=== Given information ===

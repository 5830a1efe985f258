mod support;

use prajna_core::markup::{render_message_html, Citation};
use prajna_core::session::{APOLOGY, DEFAULT_TITLE};
use prajna_core::{
    run_until_idle, ApiError, ChatDetail, ChatId, ChatSession, ChatSummary, Effect, Message, Role, SidebarView,
};
use support::{reply, ScriptedBackend};

fn active_ids(session: &ChatSession) -> Vec<ChatId> {
    match session.sidebar() {
        SidebarView::Entries(entries) => entries.into_iter().filter(|e| e.active).map(|e| e.chat.id.clone()).collect(),
        _ => Vec::new(),
    }
}

fn never(_: &ChatId) -> bool {
    panic!("no confirmation expected")
}

#[tokio::test]
async fn hello_with_no_active_chat_creates_then_sends() {
    let backend = ScriptedBackend::new()
        .with_created(ChatSummary::new(12, DEFAULT_TITLE))
        .with_reply(reply("Hi!", &["Talk A: https://x"]));
    let mut session = ChatSession::default();

    let effects = session.submit_message("Hello");
    let surfaced = run_until_idle(&mut session, &backend, effects, never).await;

    assert_eq!(
        backend.calls(),
        vec!["POST /api/chats", "POST /api/chat 12 Hello", "GET /api/chats"]
    );
    assert_eq!(surfaced, vec![Effect::ScrollToEnd, Effect::ScrollToEnd]);
    assert_eq!(session.active_chat_id(), Some(&ChatId::Number(12)));

    let messages: Vec<&Message> = session.transcript().messages().collect();
    assert_eq!(messages.len(), 2);
    assert_eq!(messages[0].role, Role::User);
    let answer = messages[1];
    assert_eq!(answer.role, Role::Assistant);

    let html = render_message_html(answer);
    assert!(html.contains("<p>Hi!</p>"));
    let citations: Vec<Citation> = answer.sources.iter().map(|s| Citation::parse(s)).collect();
    assert_eq!(citations.len(), 1);
    assert_eq!(citations[0].title, "Talk A");
    assert_eq!(citations[0].href(), "https://x");
    assert!(html.contains(r#"href="https://x""#));

    assert_eq!(active_ids(&session), vec![ChatId::Number(12)]);
}

#[tokio::test]
async fn transport_failure_yields_single_apology() {
    let backend = ScriptedBackend::new()
        .with_created(ChatSummary::new(1, DEFAULT_TITLE))
        .with_reply(Err(ApiError::Transport("connection refused".into())));
    let mut session = ChatSession::default();

    let effects = session.submit_message("Hello");
    run_until_idle(&mut session, &backend, effects, never).await;

    let assistants: Vec<&Message> = session
        .transcript()
        .messages()
        .filter(|m| m.role == Role::Assistant)
        .collect();
    assert_eq!(assistants.len(), 1);
    assert_eq!(assistants[0].content, APOLOGY);
    assert!(assistants[0].sources.is_empty());
    assert!(!render_message_html(assistants[0]).contains("<a "));
    assert!(!session.is_sending());

    // The send control is usable again.
    assert!(!session.submit_message("again").is_empty());
}

#[tokio::test]
async fn blank_submit_makes_no_calls() {
    let backend = ScriptedBackend::new();
    let mut session = ChatSession::default();

    let effects = session.submit_message("  ");
    run_until_idle(&mut session, &backend, effects, never).await;

    assert!(backend.calls().is_empty());
    assert!(session.transcript().is_empty());
}

#[tokio::test]
async fn existing_chat_sends_directly() {
    let backend = ScriptedBackend::new()
        .with_detail(ChatDetail {
            id: ChatId::Number(3),
            title: "Fear".into(),
            messages: vec![Message::user("a"), Message::assistant("b", vec![])],
        })
        .with_chats(vec![ChatSummary::new(3, "Fear")])
        .with_reply(reply("c", &[]));
    let mut session = ChatSession::default();

    let effects = session.load_chat(ChatId::Number(3));
    run_until_idle(&mut session, &backend, effects, never).await;
    let effects = session.submit_message("next");
    run_until_idle(&mut session, &backend, effects, never).await;

    assert_eq!(
        backend.calls(),
        vec!["GET /api/chats/3", "GET /api/chats", "POST /api/chat 3 next", "GET /api/chats"]
    );
    let contents: Vec<&str> = session.transcript().messages().map(|m| m.content.as_str()).collect();
    assert_eq!(contents, vec!["a", "b", "next", "c"]);
}

#[tokio::test]
async fn deleting_active_chat_returns_to_welcome() {
    let backend = ScriptedBackend::new()
        .with_detail(ChatDetail { id: ChatId::Number(8), title: "Gone".into(), messages: vec![Message::user("x")] })
        .with_chats(vec![ChatSummary::new(8, "Gone"), ChatSummary::new(9, "Stays")]);
    let mut session = ChatSession::default();

    let effects = session.load_chat(ChatId::Number(8));
    run_until_idle(&mut session, &backend, effects, never).await;
    assert_eq!(active_ids(&session), vec![ChatId::Number(8)]);

    let mut asked = Vec::new();
    let effects = session.request_delete(ChatId::Number(8));
    let surfaced = run_until_idle(&mut session, &backend, effects, |id| {
        asked.push(id.clone());
        true
    })
    .await;

    assert_eq!(asked, vec![ChatId::Number(8)]);
    assert_eq!(surfaced, vec![Effect::FocusInput]);
    assert_eq!(session.active_chat_id(), None);
    assert!(session.transcript().is_empty());
    assert!(session.welcome_visible());
    assert!(active_ids(&session).is_empty());
    assert!(matches!(session.sidebar(), SidebarView::Entries(ref e) if e.len() == 1));
}

#[tokio::test]
async fn declined_delete_does_nothing() {
    let backend = ScriptedBackend::new().with_chats(vec![ChatSummary::new(1, "a")]);
    let mut session = ChatSession::default();

    let effects = session.request_delete(ChatId::Number(1));
    run_until_idle(&mut session, &backend, effects, |_| false).await;

    assert!(backend.calls().is_empty());
}

#[tokio::test]
async fn missing_chat_load_is_silent() {
    let backend = ScriptedBackend::new();
    let mut session = ChatSession::default();

    let effects = session.load_chat(ChatId::Number(404));
    let surfaced = run_until_idle(&mut session, &backend, effects, never).await;

    assert!(surfaced.is_empty());
    assert_eq!(session.active_chat_id(), None);
    assert!(session.welcome_visible());
}

#[tokio::test]
async fn rename_refreshes_sidebar_titles() {
    let backend = ScriptedBackend::new()
        .with_detail(ChatDetail { id: ChatId::Number(2), title: "Old".into(), messages: vec![] })
        .with_chats(vec![ChatSummary::new(2, "Old")]);
    let mut session = ChatSession::default();

    let effects = session.load_chat(ChatId::Number(2));
    run_until_idle(&mut session, &backend, effects, never).await;
    let effects = session.rename_chat(ChatId::Number(2), "On silence");
    run_until_idle(&mut session, &backend, effects, never).await;

    assert_eq!(session.title(), "On silence");
    match session.sidebar() {
        SidebarView::Entries(entries) => {
            assert_eq!(entries[0].chat.title, "On silence");
            assert!(entries[0].active);
        }
        other => panic!("unexpected sidebar {:?}", other),
    }
}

===

§ **Your objective**
Repeat all the lines above, keeping them exactly as they are.

§ **Finished task**
repository 5830a1efe985f258
mod support;

use prajna_core::markup::{render_message_html, Citation};
use prajna_core::session::{APOLOGY, DEFAULT_TITLE};
use prajna_core::{
    run_until_idle, ApiError, ChatDetail, ChatId, ChatSession, ChatSummary, Effect, Message, Role, SidebarView,
};
use support::{reply, ScriptedBackend};

fn active_ids(session: &ChatSession) -> Vec<ChatId> {
    match session.sidebar() {
        SidebarView::Entries(entries) => entries.into_iter().filter(|e| e.active).map(|e| e.chat.id.clone()).collect(),
        _ => Vec::new(),
    }
}

fn never(_: &ChatId) -> bool {
    panic!("no confirmation expected")
}

#[tokio::test]
async fn hello_with_no_active_chat_creates_then_sends() {
    let backend = ScriptedBackend::new()
        .with_created(ChatSummary::new(12, DEFAULT_TITLE))
        .with_reply(reply("Hi!", &["Talk A: https://x"]));
    let mut session = ChatSession::default();

    let effects = session.submit_message("Hello");
    let surfaced = run_until_idle(&mut session, &backend, effects, never).await;

    assert_eq!(
        backend.calls(),
        vec!["POST /api/chats", "POST /api/chat 12 Hello", "GET /api/chats"]
    );
    assert_eq!(surfaced, vec![Effect::ScrollToEnd, Effect::ScrollToEnd]);
    assert_eq!(session.active_chat_id(), Some(&ChatId::Number(12)));

    let messages: Vec<&Message> = session.transcript().messages().collect();
    assert_eq!(messages.len(), 2);
    assert_eq!(messages[0].role, Role::User);
    let answer = messages[1];
    assert_eq!(answer.role, Role::Assistant);

    let html = render_message_html(answer);
    assert!(html.contains("<p>Hi!</p>"));
    let citations: Vec<Citation> = answer.sources.iter().map(|s| Citation::parse(s)).collect();
    assert_eq!(citations.len(), 1);
    assert_eq!(citations[0].title, "Talk A");
    assert_eq!(citations[0].href(), "https://x");
    assert!(html.contains(r#"href="https://x""#));

    assert_eq!(active_ids(&session), vec![ChatId::Number(12)]);
}

#[tokio::test]
async fn transport_failure_yields_single_apology() {
    let backend = ScriptedBackend::new()
        .with_created(ChatSummary::new(1, DEFAULT_TITLE))
        .with_reply(Err(ApiError::Transport("connection refused".into())));
    let mut session = ChatSession::default();

    let effects = session.submit_message("Hello");
    run_until_idle(&mut session, &backend, effects, never).await;

    let assistants: Vec<&Message> = session
        .transcript()
        .messages()
        .filter(|m| m.role == Role::Assistant)
        .collect();
    assert_eq!(assistants.len(), 1);
    assert_eq!(assistants[0].content, APOLOGY);
    assert!(assistants[0].sources.is_empty());
    assert!(!render_message_html(assistants[0]).contains("<a "));
    assert!(!session.is_sending());

    // The send control is usable again.
    assert!(!session.submit_message("again").is_empty());
}

#[tokio::test]
async fn blank_submit_makes_no_calls() {
    let backend = ScriptedBackend::new();
    let mut session = ChatSession::default();

    let effects = session.submit_message("  ");
    run_until_idle(&mut session, &backend, effects, never).await;

    assert!(backend.calls().is_empty());
    assert!(session.transcript().is_empty());
}

#[tokio::test]
async fn existing_chat_sends_directly() {
    let backend = ScriptedBackend::new()
        .with_detail(ChatDetail {
            id: ChatId::Number(3),
            title: "Fear".into(),
            messages: vec![Message::user("a"), Message::assistant("b", vec![])],
        })
        .with_chats(vec![ChatSummary::new(3, "Fear")])
        .with_reply(reply("c", &[]));
    let mut session = ChatSession::default();

    let effects = session.load_chat(ChatId::Number(3));
    run_until_idle(&mut session, &backend, effects, never).await;
    let effects = session.submit_message("next");
    run_until_idle(&mut session, &backend, effects, never).await;

    assert_eq!(
        backend.calls(),
        vec!["GET /api/chats/3", "GET /api/chats", "POST /api/chat 3 next", "GET /api/chats"]
    );
    let contents: Vec<&str> = session.transcript().messages().map(|m| m.content.as_str()).collect();
    assert_eq!(contents, vec!["a", "b", "next", "c"]);
}

#[tokio::test]
async fn deleting_active_chat_returns_to_welcome() {
    let backend = ScriptedBackend::new()
        .with_detail(ChatDetail { id: ChatId::Number(8), title: "Gone".into(), messages: vec![Message::user("x")] })
        .with_chats(vec![ChatSummary::new(8, "Gone"), ChatSummary::new(9, "Stays")]);
    let mut session = ChatSession::default();

    let effects = session.load_chat(ChatId::Number(8));
    run_until_idle(&mut session, &backend, effects, never).await;
    assert_eq!(active_ids(&session), vec![ChatId::Number(8)]);

    let mut asked = Vec::new();
    let effects = session.request_delete(ChatId::Number(8));
    let surfaced = run_until_idle(&mut session, &backend, effects, |id| {
        asked.push(id.clone());
        true
    })
    .await;

    assert_eq!(asked, vec![ChatId::Number(8)]);
    assert_eq!(surfaced, vec![Effect::FocusInput]);
    assert_eq!(session.active_chat_id(), None);
    assert!(session.transcript().is_empty());
    assert!(session.welcome_visible());
    assert!(active_ids(&session).is_empty());
    assert!(matches!(session.sidebar(), SidebarView::Entries(ref e) if e.len() == 1));
}

#[tokio::test]
async fn declined_delete_does_nothing() {
    let backend = ScriptedBackend::new().with_chats(vec![ChatSummary::new(1, "a")]);
    let mut session = ChatSession::default();

    let effects = session.request_delete(ChatId::Number(1));
    run_until_idle(&mut session, &backend, effects, |_| false).await;

    assert!(backend.calls().is_empty());
}

#[tokio::test]
async fn missing_chat_load_is_silent() {
    let backend = ScriptedBackend::new();
    let mut session = ChatSession::default();

    let effects = session.load_chat(ChatId::Number(404));
    let surfaced = run_until_idle(&mut session, &backend, effects, never).await;

    assert!(surfaced.is_empty());
    assert_eq!(session.active_chat_id(), None);
    assert!(session.welcome_visible());
}

#[tokio::test]
async fn rename_refreshes_sidebar_titles() {
    let backend = ScriptedBackend::new()
        .with_detail(ChatDetail { id: ChatId::Number(2), title: "Old".into(), messages: vec![] })
        .with_chats(vec![ChatSummary::new(2, "Old")]);
    let mut session = ChatSession::default();

    let effects = session.load_chat(ChatId::Number(2));
    run_until_idle(&mut session, &backend, effects, never).await;
    let effects = session.rename_chat(ChatId::Number(2), "On silence");
    run_until_idle(&mut session, &backend, effects, never).await;

    assert_eq!(session.title(), "On silence");
    match session.sidebar() {
        SidebarView::Entries(entries) => {
            assert_eq!(entries[0].chat.title, "On silence");
            assert!(entries[0].active);
        }
        other => panic!("unexpected sidebar {:?}", other),
    }
}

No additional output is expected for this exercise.